Brazil are the first team to book their place at the 2018 World Cup in Russia. The focus now for Tite is to battle the twin enemies of complacency and comfort

Brazil are the first team to join the hosts, Russia, in booking their ticket to the 2018 World Cup, following a convincing 3-0 victory over Paraguay at the Arena Corinthians. It was a result that was followed soon after by Uruguay’s defeat to Peru, which mathematically speaking secured the qualification.

So, after guaranteeing a place in the most prestigious tournament in world football, what is the next step for Tite’s men?

After the 7-1 trashing at the hands of the Germans in the 2014 World Cup semi-final, many disheartened Brazilians gave up on watching the national team forever. Appointing a pragmatic coach like Dunga certainly did not help tempt the viewers to even bother and turn the television on.

The Seleção had lost its charm, and most importantly, its connection with the fans. For around two years, Brazilians were fed up with uninspiring performances and disappointing results. Until, at that time Corinthians coach, Tite stepped up to the plate and succeeded Dunga following Brazil’s catastrophic exist from Copa América’s group stages.

It was a decision that was welcomed by everyone in the country. People were curious to see what the greatest Brazilian manager of the modern era, would be able to change. And it is fair to say that Adenor Bacchi has surpassed all expectations, by carrying the team from sixth place, to the top of the standings.

To put it into perspective, Brazil would still be the leaders of the CONMEBOL table even if you remove all the points that Dunga was able to gather in 6 games. It is almost unthinkable!

But there are a couple of warning signs. Dunga’s Brazil also topped the qualifiers by the end of 2009, whereas Scolari’s side was able to dominate reigning world champions Spain in the Confederations Cup final, a year prior to the grandest stage of them all.
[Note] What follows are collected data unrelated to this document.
//! [§ 4.4 Computed Values](https://www.w3.org/TR/css-cascade-4/#computed)
//!
//! "The computed value is the result of resolving the specified value as
//! defined in the 'Computed Value' line of the property definition table,
//! generally absolutizing it in preparation for inheritance."

use serde::Serialize;

use clamp_common::warning::warn_once;
use clamp_dom::{DomTree, ElementData, NodeId};

use super::declaration::parse_declarations;
use super::values::{
    DEFAULT_FONT_SIZE_PX, DisplayValue, LengthValue, LineHeight, default_display_for_element,
};

/// The properties the flow layout reads, computed for one element.
#[derive(Debug, Clone, PartialEq, Serialize)]
pub struct ComputedStyle {
    /// [§ 3.5 font-size](https://www.w3.org/TR/css-fonts-4/#font-size-prop)
    /// Inherited. Always absolute.
    pub font_size: f32,
    /// [§ 10.8 line-height](https://www.w3.org/TR/CSS2/visudet.html#propdef-line-height)
    /// Inherited.
    pub line_height: LineHeight,
    /// [§ 2 display](https://www.w3.org/TR/css-display-3/#the-display-properties)
    pub display: DisplayValue,
    /// [§ 10.2 width](https://www.w3.org/TR/CSS2/visudet.html#the-width-property)
    /// `None` is `auto`.
    pub width: Option<LengthValue>,
    /// [§ 10.5 height](https://www.w3.org/TR/CSS2/visudet.html#the-height-property)
    /// `None` is `auto`.
    pub height: Option<LengthValue>,
    /// [CSS Overflow 4 § 4.2 line-clamp](https://www.w3.org/TR/css-overflow-4/#webkit-line-clamp)
    /// `None` is `none`.
    pub line_clamp: Option<u32>,
    /// [§ 3 overflow](https://www.w3.org/TR/css-overflow-3/#overflow-properties)
    pub overflow_hidden: bool,
}

impl ComputedStyle {
    /// Initial values, as they apply to the root.
    #[must_use]
    pub const fn initial() -> Self {
        Self {
            font_size: DEFAULT_FONT_SIZE_PX,
            line_height: LineHeight::Normal,
            display: DisplayValue::Inline,
            width: None,
            height: None,
            line_clamp: None,
            overflow_hidden: false,
        }
    }

    /// [§ 7 Inheritance](https://www.w3.org/TR/css-cascade-4/#inheriting)
    ///
    /// "The inherited value of a property on an element is the computed value
    /// of the property on the element's parent element."
    ///
    /// Derive the style of `element` from its parent's computed style and
    /// its own `style` attribute.
    #[must_use]
    pub fn cascade(parent: &Self, element: &ElementData) -> Self {
        let mut style = Self {
            font_size: parent.font_size,
            line_height: parent.line_height,
            display: default_display_for_element(&element.tag_name),
            ..Self::initial()
        };

        let Some(attr) = element.attrs.get("style") else {
            return style;
        };
        let declarations = parse_declarations(attr);

        // font-size first: em lengths elsewhere resolve against it.
        for decl in declarations.iter().filter(|d| d.name == "font-size") {
            match LengthValue::parse(&decl.value) {
                // "Percentages: refer to parent element's font size"
                Some(length) => style.font_size = length.to_px(parent.font_size, parent.font_size),
                None => unsupported_value(&decl.name, &decl.value),
            }
        }

        for decl in &declarations {
            let value = decl.value.as_str();
            match decl.name.as_str() {
                "font-size" => {}
                "line-height" => match LineHeight::parse(value, style.font_size) {
                    Some(line_height) => style.line_height = line_height,
                    None => unsupported_value(&decl.name, value),
                },
                "display" => match value.parse::<DisplayValue>() {
                    Ok(display) => style.display = display,
                    Err(_) => unsupported_value(&decl.name, value),
                },
                "width" | "height" => {
                    let length = if value.eq_ignore_ascii_case("auto") {
                        None
                    } else if let Some(length) = LengthValue::parse(value) {
                        Some(length)
                    } else {
                        unsupported_value(&decl.name, value);
                        continue;
                    };
                    if decl.name == "width" {
                        style.width = length;
                    } else {
                        style.height = length;
                    }
                }
                "-webkit-line-clamp" | "line-clamp" => {
                    if value.eq_ignore_ascii_case("none") {
                        style.line_clamp = None;
                    } else if let Ok(lines) = value.parse::<u32>() {
                        style.line_clamp = (lines > 0).then_some(lines);
                    } else {
                        unsupported_value(&decl.name, value);
                    }
                }
                "overflow" => style.overflow_hidden = value.eq_ignore_ascii_case("hidden"),
                // Written by the native clamp path; no effect on measurement.
                "text-overflow" | "-webkit-box-orient" => {}
                other => warn_once("CSS", &format!("unsupported property '{other}'")),
            }
        }

        style
    }

    /// Compute the style of any node by cascading from the root down.
    ///
    /// Text nodes get their parent element's style.
    #[must_use]
    pub fn compute(tree: &DomTree, node: NodeId) -> Self {
        let mut chain: Vec<NodeId> = tree.ancestors(node).collect();
        chain.reverse();
        chain.push(node);

        let mut style = Self::initial();
        for id in chain {
            if let Some(element) = tree.as_element(id) {
                style = Self::cascade(&style, element);
            }
        }
        style
    }

    /// The used line height in pixels.
    #[must_use]
    pub fn line_height_px(&self) -> f32 {
        self.line_height.to_px(self.font_size)
    }

    /// [CSSOM § 9 Resolved values](https://drafts.csswg.org/cssom/#resolved-values)
    ///
    /// Serialize one property the way `getComputedStyle()` would. `width`
    /// and `height` percentages resolve against `percent_base`.
    ///
    /// Returns `None` for properties this style does not track.
    #[must_use]
    pub fn property_value(&self, property: &str, percent_base: f32) -> Option<String> {
        let value = match property.to_ascii_lowercase().as_str() {
            "font-size" => format!("{}px", self.font_size),
            // "normal" is kept; numbers and lengths resolve to pixels.
            "line-height" => match self.line_height {
                LineHeight::Normal => "normal".to_string(),
                other => format!("{}px", other.to_px(self.font_size)),
            },
            "display" => self.display.to_string(),
            "width" => resolved_length(self.width, self.font_size, percent_base),
            "height" => resolved_length(self.height, self.font_size, percent_base),
            "-webkit-line-clamp" | "line-clamp" => self
                .line_clamp
                .map_or_else(|| "none".to_string(), |n| n.to_string()),
            "overflow" => (if self.overflow_hidden { "hidden" } else { "visible" }).to_string(),
            _ => return None,
        };
        Some(value)
    }
}

impl Default for ComputedStyle {
    fn default() -> Self {
        Self::initial()
    }
}

fn resolved_length(length: Option<LengthValue>, font_size: f32, percent_base: f32) -> String {
    length.map_or_else(
        || "auto".to_string(),
        |l| format!("{}px", l.to_px(font_size, percent_base)),
    )
}

fn unsupported_value(property: &str, value: &str) {
    warn_once("CSS", &format!("unsupported value '{value}' for '{property}'"));
}
//! The measurement interface the clamp consumes.

use clamp_dom::{DomTree, NodeId};

/// Reads of live layout state for an element.
///
/// All methods are pure queries against the current tree: callers mutate the
/// tree between calls and expect the next answer to reflect the change.
pub trait LayoutEngine {
    /// [CSSOM § 9 getComputedStyle()](https://drafts.csswg.org/cssom/#dom-window-getcomputedstyle)
    ///
    /// The resolved value of `property` on `element`, serialized, or `None`
    /// when the engine does not know the property.
    fn computed_style(&self, tree: &DomTree, element: NodeId, property: &str) -> Option<String>;

    /// [CSSOM View § 5 scrollHeight](https://drafts.csswg.org/cssom-view/#dom-element-scrollheight)
    ///
    /// Height of the element's content, including content that overflows.
    fn scroll_height(&self, tree: &DomTree, element: NodeId) -> f32;

    /// [CSSOM View § 7 offsetHeight](https://drafts.csswg.org/cssom-view/#dom-htmlelement-offsetheight)
    ///
    /// Height of the element's border box.
    fn offset_height(&self, tree: &DomTree, element: NodeId) -> f32;

    /// [CSSOM View § 5 clientHeight](https://drafts.csswg.org/cssom-view/#dom-element-clientheight)
    ///
    /// "If the element has no associated CSS layout box or if the CSS layout
    /// box is inline, return zero."
    fn client_height(&self, tree: &DomTree, element: NodeId) -> f32;

    /// Whether `-webkit-line-clamp` takes effect when written to an
    /// element's style.
    fn supports_native_clamp(&self) -> bool {
        false
    }
}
But in both cases, when the big occasion arrived, the team suddenly lost its identity and succumbed to the pressure. From this point of view, Tite should not be reassured because the only thing that matters for Brazilians, is bringing the “hexa” – a mission which is still far from being accomplished.

In his defense, the 55-year old admitted in his post-match interview that he will use the next two friendlies against Argentina and Australia – set to be played in June – in order to test new options and give chances to highly qualified players who have been shining in European football.

The Brazilian might have unintentionally let the words slip out of his mouth, but he mentioned Monaco star Fabinho among the viable options for the future. This is exactly what the fans wanted to hear, and this is exactly what should be done. Brazil must keep its feet on the ground while keeping in mind that 15 months is a long time in football.

Form comes and goes, injuries often affect the level of players – so we must avoid repeating the mistakes of 2010 and 2014 by keeping out-of-shape players, for the sole fact that they had done well a year prior to the World Cup. Therefore, the importance of experimenting in the next fixtures, now that qualification is official. Perhaps Tite’s reaction to the news summarizes the whole story – in his mind, the priority was to booking a ticket to Russia, and now that the job is done, the Brazilian will be readier to test new ideas.

In Brazil, some media outlets are already jokingly suggesting that if the highly-rated tactician can bring Brazil the sixth star, then he should be the main candidate in the 2018 presidential elections. For the local press, Brazil is always, either the worst team in the world – as it was treated in the Dunga era – or the best, as is the situation now.

There is unfortunately no in-between, and this over-confidence could lead to extra pressure, come next year. Gladly, Tite is aware of his predecessors’ experiences and has warned the journalists in every press conference about the danger of making assumptions, because football games are never won on paper.


Will Brazil be able to carry its recent form to the World Cup, or will the pressure to win the trophy bring Adenor Bacchi’s men back down to earth with a bump in Russia?